___ Input material ___

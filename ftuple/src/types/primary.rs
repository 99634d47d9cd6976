#[cfg(feature = "serde")]
use serde::{Deserialize, Serialize};
use strum::EnumIs;

/// Represents an integer type with a specific bit width and signedness.
#[derive(Debug, Clone, Copy, PartialEq, Eq, PartialOrd, Ord, Hash)]
#[cfg_attr(feature = "serde", derive(Serialize, Deserialize))]
pub struct IType {
    num_bits: u8,
    signed: bool,
}

impl IType {
    pub const I8: Self = Self::signed(8);
    pub const I16: Self = Self::signed(16);
    pub const I32: Self = Self::signed(32);
    pub const I64: Self = Self::signed(64);
    pub const U8: Self = Self::unsigned(8);
    pub const U16: Self = Self::unsigned(16);
    pub const U32: Self = Self::unsigned(32);
    pub const U64: Self = Self::unsigned(64);

    const fn signed(num_bits: u8) -> Self {
        Self {
            num_bits,
            signed: true,
        }
    }

    const fn unsigned(num_bits: u8) -> Self {
        Self {
            num_bits,
            signed: false,
        }
    }

    /// Returns the number of bits of the integer type.
    #[inline]
    pub const fn num_bits(&self) -> u8 {
        self.num_bits
    }

    /// Returns `true` for the `I*` family.
    #[inline]
    pub const fn is_signed(&self) -> bool {
        self.signed
    }

    /// Smallest unsigned type able to hold `num_digits` hexadecimal digits.
    ///
    /// Returns `None` past 16 digits.
    pub const fn unsigned_for_hex_digits(num_digits: usize) -> Option<Self> {
        match num_digits {
            0..=2 => Some(Self::U8),
            3..=4 => Some(Self::U16),
            5..=8 => Some(Self::U32),
            9..=16 => Some(Self::U64),
            _ => None,
        }
    }
}

impl std::fmt::Display for IType {
    fn fmt(&self, f: &mut std::fmt::Formatter<'_>) -> std::fmt::Result {
        if self.signed {
            write!(f, "i{}", self.num_bits)
        } else {
            write!(f, "u{}", self.num_bits)
        }
    }
}

/// Represents a floating-point type.
#[derive(Debug, Clone, Copy, PartialEq, Eq, PartialOrd, Ord, Hash)]
#[cfg_attr(feature = "serde", derive(Serialize, Deserialize))]
pub enum FType {
    /// 32-bit floating point value (IEEE-754 binary32).
    /// Corresponds to Rust's `f32` type.
    F32,

    /// 64-bit floating point value (IEEE-754 binary64).
    /// Corresponds to Rust's `f64` type.
    F64,
}

impl std::fmt::Display for FType {
    fn fmt(&self, f: &mut std::fmt::Formatter<'_>) -> std::fmt::Result {
        match self {
            FType::F32 => write!(f, "f32"),
            FType::F64 => write!(f, "f64"),
        }
    }
}

/// Represents any concrete type, i.e. a type a [`Value`](crate::value::Value) can actually have.
#[derive(Debug, Clone, Copy, PartialEq, Eq, PartialOrd, Ord, Hash, EnumIs)]
#[cfg_attr(feature = "serde", derive(Serialize, Deserialize))]
pub enum PrimaryType {
    Nothing,
    Bool,
    Int(IType),
    Float(FType),
    Str,
    Sym,
}

macro_rules! primary_type_from {
    ($typ:ty, $lbl:ident) => {
        impl From<$typ> for PrimaryType {
            fn from(value: $typ) -> Self {
                PrimaryType::$lbl(value)
            }
        }
    };
}

primary_type_from! { IType, Int }
primary_type_from! { FType, Float }

impl std::fmt::Display for PrimaryType {
    fn fmt(&self, f: &mut std::fmt::Formatter<'_>) -> std::fmt::Result {
        match self {
            PrimaryType::Nothing => write!(f, "nothing"),
            PrimaryType::Bool => write!(f, "bool"),
            PrimaryType::Int(itype) => write!(f, "{}", itype),
            PrimaryType::Float(ftype) => write!(f, "{}", ftype),
            PrimaryType::Str => write!(f, "str"),
            PrimaryType::Sym => write!(f, "sym"),
        }
    }
}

___

What you need to do
Would you restate each of the entries word for word?

Response
filename ftuple/src/types/primary.rs
repository 99634d47d9cd6976
#[cfg(feature = "serde")]
use serde::{Deserialize, Serialize};
use strum::EnumIs;

/// Represents an integer type with a specific bit width and signedness.
#[derive(Debug, Clone, Copy, PartialEq, Eq, PartialOrd, Ord, Hash)]
#[cfg_attr(feature = "serde", derive(Serialize, Deserialize))]
pub struct IType {
    num_bits: u8,
    signed: bool,
}

impl IType {
    pub const I8: Self = Self::signed(8);
    pub const I16: Self = Self::signed(16);
    pub const I32: Self = Self::signed(32);
    pub const I64: Self = Self::signed(64);
    pub const U8: Self = Self::unsigned(8);
    pub const U16: Self = Self::unsigned(16);
    pub const U32: Self = Self::unsigned(32);
    pub const U64: Self = Self::unsigned(64);

    const fn signed(num_bits: u8) -> Self {
        Self {
            num_bits,
            signed: true,
        }
    }

    const fn unsigned(num_bits: u8) -> Self {
        Self {
            num_bits,
            signed: false,
        }
    }

    /// Returns the number of bits of the integer type.
    #[inline]
    pub const fn num_bits(&self) -> u8 {
        self.num_bits
    }

    /// Returns `true` for the `I*` family.
    #[inline]
    pub const fn is_signed(&self) -> bool {
        self.signed
    }

    /// Smallest unsigned type able to hold `num_digits` hexadecimal digits.
    ///
    /// Returns `None` past 16 digits.
    pub const fn unsigned_for_hex_digits(num_digits: usize) -> Option<Self> {
        match num_digits {
            0..=2 => Some(Self::U8),
            3..=4 => Some(Self::U16),
            5..=8 => Some(Self::U32),
            9..=16 => Some(Self::U64),
            _ => None,
        }
    }
}

impl std::fmt::Display for IType {
    fn fmt(&self, f: &mut std::fmt::Formatter<'_>) -> std::fmt::Result {
        if self.signed {
            write!(f, "i{}", self.num_bits)
        } else {
            write!(f, "u{}", self.num_bits)
        }
    }
}

/// Represents a floating-point type.
#[derive(Debug, Clone, Copy, PartialEq, Eq, PartialOrd, Ord, Hash)]
#[cfg_attr(feature = "serde", derive(Serialize, Deserialize))]
pub enum FType {
    /// 32-bit floating point value (IEEE-754 binary32).
    /// Corresponds to Rust's `f32` type.
    F32,

    /// 64-bit floating point value (IEEE-754 binary64).
    /// Corresponds to Rust's `f64` type.
    F64,
}

impl std::fmt::Display for FType {
    fn fmt(&self, f: &mut std::fmt::Formatter<'_>) -> std::fmt::Result {
        match self {
            FType::F32 => write!(f, "f32"),
            FType::F64 => write!(f, "f64"),
        }
    }
}

/// Represents any concrete type, i.e. a type a [`Value`](crate::value::Value) can actually have.
#[derive(Debug, Clone, Copy, PartialEq, Eq, PartialOrd, Ord, Hash, EnumIs)]
#[cfg_attr(feature = "serde", derive(Serialize, Deserialize))]
pub enum PrimaryType {
    Nothing,
    Bool,
    Int(IType),
    Float(FType),
    Str,
    Sym,
}

macro_rules! primary_type_from {
    ($typ:ty, $lbl:ident) => {
        impl From<$typ> for PrimaryType {
            fn from(value: $typ) -> Self {
                PrimaryType::$lbl(value)
            }
        }
    };
}

primary_type_from! { IType, Int }
primary_type_from! { FType, Float }

impl std::fmt::Display for PrimaryType {
    fn fmt(&self, f: &mut std::fmt::Formatter<'_>) -> std::fmt::Result {
        match self {
            PrimaryType::Nothing => write!(f, "nothing"),
            PrimaryType::Bool => write!(f, "bool"),
            PrimaryType::Int(itype) => write!(f, "{}", itype),
            PrimaryType::Float(ftype) => write!(f, "{}", ftype),
            PrimaryType::Str => write!(f, "str"),
            PrimaryType::Sym => write!(f, "sym"),
        }
    }
}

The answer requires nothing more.